Plotted on the same time axis as the case plots below so you can match them up.

https://covid19.sph.hku.hk/dashboard  https://covid19.sph.hku.hk/dashboard 
I take back the axes match up (I didn’t look closely enough).

The one thing this does point up (and we’ve seen this in Seattle too) is the estimates (from smartphone data?) of interactions which feeds into the estimate for R seems a bit high.

Compare cases dropping but R ~ 1
Think about how R (the number of infections on average passed on by one infectee) is calculated:

R = D * O *T * S

D = Duration of infectivity (time units)
O = Opportunities for infection per time unit
T = Transmission probability
S = Susceptibility of the population
If you are interested in a intelligent general readers view of epidemology, or a Theory of Happenings as Ross had it, I strongly recommend @AdamJKucharski book The Rules of Contagion.
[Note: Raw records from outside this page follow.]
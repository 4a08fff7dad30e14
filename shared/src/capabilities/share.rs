use crux_core::capability::{Capability, CapabilityContext, Operation};
use serde::{Deserialize, Serialize};
use thiserror::Error;

use crate::share::{after_clipboard, after_peer_share, PeerShareStep, ShareContent, ShareResult};

#[derive(Debug, Clone, PartialEq, Eq, Serialize, Deserialize)]
pub enum ShareOperation {
    PeerShare {
        title: String,
        text: String,
        url: String,
    },
    CopyToClipboard {
        text: String,
    },
}

impl Operation for ShareOperation {
    type Output = Result<ShareOutput, ShareError>;
}

#[derive(Debug, Clone, Copy, PartialEq, Eq, Serialize, Deserialize)]
pub enum ShareOutput {
    Shared { recipients: u32 },
    Dismissed,
    Copied,
}

#[derive(Debug, Clone, Error, Serialize, Deserialize, PartialEq, Eq)]
pub enum ShareError {
    /// The platform has no such facility. Only ever seen by the capability.
    #[error("sharing facility unavailable")]
    Unavailable,

    #[error("share denied: {reason}")]
    Denied { reason: String },
}

pub struct Share<Ev> {
    context: CapabilityContext<ShareOperation, Ev>,
}

impl<Ev> Capability<Ev> for Share<Ev> {
    type Operation = ShareOperation;
    type MappedSelf<MappedEv> = Share<MappedEv>;

    fn map_event<F, NewEv>(&self, f: F) -> Self::MappedSelf<NewEv>
    where
        F: Fn(NewEv) -> Ev + Send + Sync + 'static,
        Ev: 'static,
        NewEv: 'static + Send,
    {
        Share::new(self.context.map_event(f))
    }
}

impl<Ev> Share<Ev>
where
    Ev: 'static,
{
    pub fn new(context: CapabilityContext<ShareOperation, Ev>) -> Self {
        Self { context }
    }

    /// Share sheet first; clipboard only when the sheet is unavailable.
    pub fn share_or_copy<F>(&self, content: ShareContent, make_event: F)
    where
        F: FnOnce(ShareResult) -> Ev + Send + 'static,
        Ev: Send,
    {
        let ctx = self.context.clone();
        self.context.spawn(async move {
            let clipboard_text = content.clipboard_text().to_string();
            let peer = ctx
                .request_from_shell(ShareOperation::PeerShare {
                    title: content.title,
                    text: content.text,
                    url: content.url,
                })
                .await;

            let result = match after_peer_share(peer) {
                PeerShareStep::Done(result) => result,
                PeerShareStep::FallBackToClipboard => {
                    let copied = ctx
                        .request_from_shell(ShareOperation::CopyToClipboard {
                            text: clipboard_text,
                        })
                        .await;
                    after_clipboard(copied)
                }
            };
            ctx.update_app(make_event(result));
        });
    }

    pub fn copy<F>(&self, text: String, make_event: F)
    where
        F: FnOnce(ShareResult) -> Ev + Send + 'static,
        Ev: Send,
    {
        let ctx = self.context.clone();
        self.context.spawn(async move {
            let copied = ctx
                .request_from_shell(ShareOperation::CopyToClipboard { text })
                .await;
            ctx.update_app(make_event(after_clipboard(copied)));
        });
    }
}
It covers a lot more than just disease (fashions, fads, bubbles, etc).

http://www.kucharski.io/books/ 
So you can put an estimate on how much change in solcial interaction you need to get R effective below 1 (for the outbreak to fade away exponentially).
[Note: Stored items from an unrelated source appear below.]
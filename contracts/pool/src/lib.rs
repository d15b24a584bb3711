#![no_std]

pub mod events;
pub mod ledger;
pub mod rewards;
pub mod storage;

use common::operator;
use soroban_sdk::{contract, contractimpl, contracttype, log, token, Address, Env};

use ledger::PoolState;

// ── Contract errors ──────────────────────────────────────────────────────────

#[soroban_sdk::contracterror]
#[derive(Copy, Clone, Debug, Eq, PartialEq)]
#[repr(u32)]
pub enum ContractError {
    NotInitialized = 1,
    AlreadyInitialized = 2,
    Unauthorized = 3,
    ZeroAmount = 4,
    NoBalance = 5,
    EmptyPoolReward = 6,
    ArithmeticOverflow = 7,
    NoPendingOperator = 8,
    RewardTooSmall = 9,
}

// ── Public-facing types ──────────────────────────────────────────────────────

/// Snapshot of a participant's stake returned by `get_position`.
#[contracttype]
#[derive(Clone, Debug, Eq, PartialEq)]
pub struct PositionInfo {
    pub principal: i128,
    pub pending_reward: i128,
}

// ── Contract ─────────────────────────────────────────────────────────────────

#[contract]
pub struct PoolLedgerContract;

#[contractimpl]
impl PoolLedgerContract {
    // ── Initialisation ──────────────────────────────────────────────────────

    /// Bootstrap the pool.
    ///
    /// * `operator` – the only identity allowed to inject rewards.
    /// * `token`    – SAC address of the asset deposited and paid out.
    pub fn initialize(env: Env, operator: Address, token: Address) -> Result<(), ContractError> {
        if storage::is_initialized(&env) {
            return Err(ContractError::AlreadyInitialized);
        }
        operator.require_auth();

        operator::set_operator(&env, &operator);
        storage::set_token(&env, &token);
        storage::set_pool(&env, &PoolState::default());
        storage::set_initialized(&env);

        events::publish_initialized(&env, operator, token);

        Ok(())
    }

    // ── Pool operations ─────────────────────────────────────────────────────

    /// Deposit `amount` pool tokens.
    ///
    /// The deposit only shares in rewards injected after this call.
    pub fn deposit(env: Env, participant: Address, amount: i128) -> Result<(), ContractError> {
        Self::require_initialized(&env)?;
        participant.require_auth();
        let units = to_units(amount)?;

        // 1. Run the engine on copies; nothing is written if it fails.
        let pool = storage::get_pool(&env);
        let position = storage::get_position(&env, &participant);
        let (pool, position) = pool.deposit(&position, units)?;
        let principal = to_tokens(position.principal)?;
        let total_deposited = to_tokens(pool.total_deposited)?;

        // 2. Pull tokens from the participant into the contract.
        Self::token_client(&env)?.transfer(&participant, &env.current_contract_address(), &amount);

        // 3. Commit.
        storage::set_position(&env, &participant, &position);
        storage::set_pool(&env, &pool);

        log!(&env, "deposit", participant, amount, total_deposited);
        events::publish_deposited(&env, participant, amount, principal, total_deposited);

        Ok(())
    }

    /// Distribute `amount` pool tokens across everyone currently deposited,
    /// pro rata to principal.
    ///
    /// Rejected with `EmptyPoolReward` when nobody is deposited, with
    /// `RewardTooSmall` when the amount would not move the per-share value,
    /// and with `ArithmeticOverflow` when the outstanding reward could no
    /// longer be settled.
    pub fn inject_reward(env: Env, operator: Address, amount: i128) -> Result<(), ContractError> {
        Self::require_initialized(&env)?;
        operator.require_auth();
        Self::require_operator(&env, &operator)?;
        let units = to_units(amount)?;

        let pool = storage::get_pool(&env).inject_reward(units)?;
        let total_deposited = to_tokens(pool.total_deposited)?;

        Self::token_client(&env)?.transfer(&operator, &env.current_contract_address(), &amount);

        storage::set_pool(&env, &pool);

        log!(&env, "inject_reward", amount, pool.acc_reward_per_share);
        events::publish_reward_injected(
            &env,
            operator,
            amount,
            total_deposited,
            pool.acc_reward_per_share,
        );

        Ok(())
    }

    /// Withdraw the participant's whole position: principal plus every reward
    /// accrued while it was deposited. Returns the amount transferred.
    ///
    /// Fails with `NoBalance` if the participant has nothing deposited.
    pub fn withdraw(env: Env, participant: Address) -> Result<i128, ContractError> {
        Self::require_initialized(&env)?;
        participant.require_auth();

        let pool = storage::get_pool(&env);
        let position = storage::get_position(&env, &participant);
        let (pool, position, payout) = pool.withdraw(&position)?;
        let amount = to_tokens(payout.total()?)?;
        let principal = to_tokens(payout.principal)?;
        let reward = to_tokens(payout.reward)?;

        // Commit before transfer (checks-effects-interactions).
        storage::set_position(&env, &participant, &position);
        storage::set_pool(&env, &pool);

        Self::token_client(&env)?.transfer(&env.current_contract_address(), &participant, &amount);

        log!(&env, "withdraw", participant, amount, reward);
        events::publish_withdrawn(&env, participant, amount, principal, reward);

        Ok(amount)
    }

    // ── View functions ───────────────────────────────────────────────────────

    /// Return the participant's principal and what they would earn on top of
    /// it by withdrawing now.
    pub fn get_position(env: Env, participant: Address) -> Result<PositionInfo, ContractError> {
        let pool = storage::get_pool(&env);
        let position = storage::get_position(&env, &participant);

        Ok(PositionInfo {
            principal: to_tokens(position.principal)?,
            pending_reward: to_tokens(pool.pending_reward(&position)?)?,
        })
    }

    pub fn get_pending_reward(env: Env, participant: Address) -> Result<i128, ContractError> {
        let pool = storage::get_pool(&env);
        let position = storage::get_position(&env, &participant);
        to_tokens(pool.pending_reward(&position)?)
    }

    pub fn get_principal(env: Env, participant: Address) -> Result<i128, ContractError> {
        to_tokens(storage::get_position(&env, &participant).principal)
    }

    /// Return the sum of every participant's principal.
    pub fn get_total_deposited(env: Env) -> Result<i128, ContractError> {
        to_tokens(storage::get_pool(&env).total_deposited)
    }

    /// Return the raw pool aggregate, accumulator included.
    pub fn get_pool_state(env: Env) -> PoolState {
        storage::get_pool(&env)
    }

    /// Whether `participant` has ever deposited. Withdrawn positions stay known.
    pub fn has_position(env: Env, participant: Address) -> bool {
        storage::has_position(&env, &participant)
    }

    pub fn get_operator(env: Env) -> Result<Address, ContractError> {
        operator::get_operator(&env).ok_or(ContractError::NotInitialized)
    }

    pub fn get_token(env: Env) -> Result<Address, ContractError> {
        storage::get_token(&env).ok_or(ContractError::NotInitialized)
    }

    pub fn is_initialized(env: Env) -> bool {
        storage::is_initialized(&env)
    }

    /// Contract version
    pub fn version() -> u32 {
        1
    }

    // ── Operator transfer (two-step) ─────────────────────────────────────────

    /// Propose a new operator. Only the current operator can call this.
    /// The candidate must call `accept_operator` to complete the transfer.
    pub fn propose_operator(
        env: Env,
        current: Address,
        candidate: Address,
    ) -> Result<(), ContractError> {
        Self::require_initialized(&env)?;
        current.require_auth();
        Self::require_operator(&env, &current)?;

        operator::propose_operator(&env, &candidate);

        events::publish_operator_proposed(&env, current, candidate);

        Ok(())
    }

    /// Accept the pending operator transfer. Only the proposed candidate can
    /// call this.
    pub fn accept_operator(env: Env, candidate: Address) -> Result<(), ContractError> {
        Self::require_initialized(&env)?;
        candidate.require_auth();

        let pending =
            operator::get_pending_operator(&env).ok_or(ContractError::NoPendingOperator)?;
        if pending != candidate {
            return Err(ContractError::Unauthorized);
        }

        let previous =
            operator::accept_operator(&env, &candidate).ok_or(ContractError::NotInitialized)?;

        events::publish_operator_accepted(&env, previous, candidate);

        Ok(())
    }

    /// Cancel a pending operator transfer. Only the current operator can call
    /// this.
    pub fn cancel_operator_transfer(env: Env, current: Address) -> Result<(), ContractError> {
        Self::require_initialized(&env)?;
        current.require_auth();
        Self::require_operator(&env, &current)?;

        let candidate =
            operator::cancel_pending_operator(&env).ok_or(ContractError::NoPendingOperator)?;

        events::publish_operator_cancelled(&env, current, candidate);

        Ok(())
    }

    pub fn get_pending_operator(env: Env) -> Option<Address> {
        operator::get_pending_operator(&env)
    }

    // ── Internal helpers ─────────────────────────────────────────────────────

    fn require_initialized(env: &Env) -> Result<(), ContractError> {
        if !storage::is_initialized(env) {
            return Err(ContractError::NotInitialized);
        }
        Ok(())
    }

    fn require_operator(env: &Env, caller: &Address) -> Result<(), ContractError> {
        if !operator::is_operator(env, caller) {
            return Err(ContractError::Unauthorized);
        }
        Ok(())
    }

    fn token_client(env: &Env) -> Result<token::Client<'_>, ContractError> {
        let token = storage::get_token(env).ok_or(ContractError::NotInitialized)?;
        Ok(token::Client::new(env, &token))
    }
}

/// Token amounts arrive as `i128`; the ledger only deals in positive units.
fn to_units(amount: i128) -> Result<u128, ContractError> {
    if amount <= 0 {
        return Err(ContractError::ZeroAmount);
    }
    u128::try_from(amount).map_err(|_| ContractError::ZeroAmount)
}

fn to_tokens(units: u128) -> Result<i128, ContractError> {
    i128::try_from(units).map_err(|_| ContractError::ArithmeticOverflow)
}

// ── Tests ─────────────────────────────────────────────────────────────────────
For R0 = 2.5 you need a reduction of more than 60%

And the advice to King Co WA the “outbreak stopper” was 75% reduction.
Another example of how you can see the R = DOTS helping you to think about how effective can be changed is NPIs (social distancing and staying home) reduces Opportunities to pass the disease.

If you can reduce O by 1 - 1/R0 then you can get R = 1 https://twitter.com/kevinpurcell/status/1247231506038153220
You can follow @kevinpurcell.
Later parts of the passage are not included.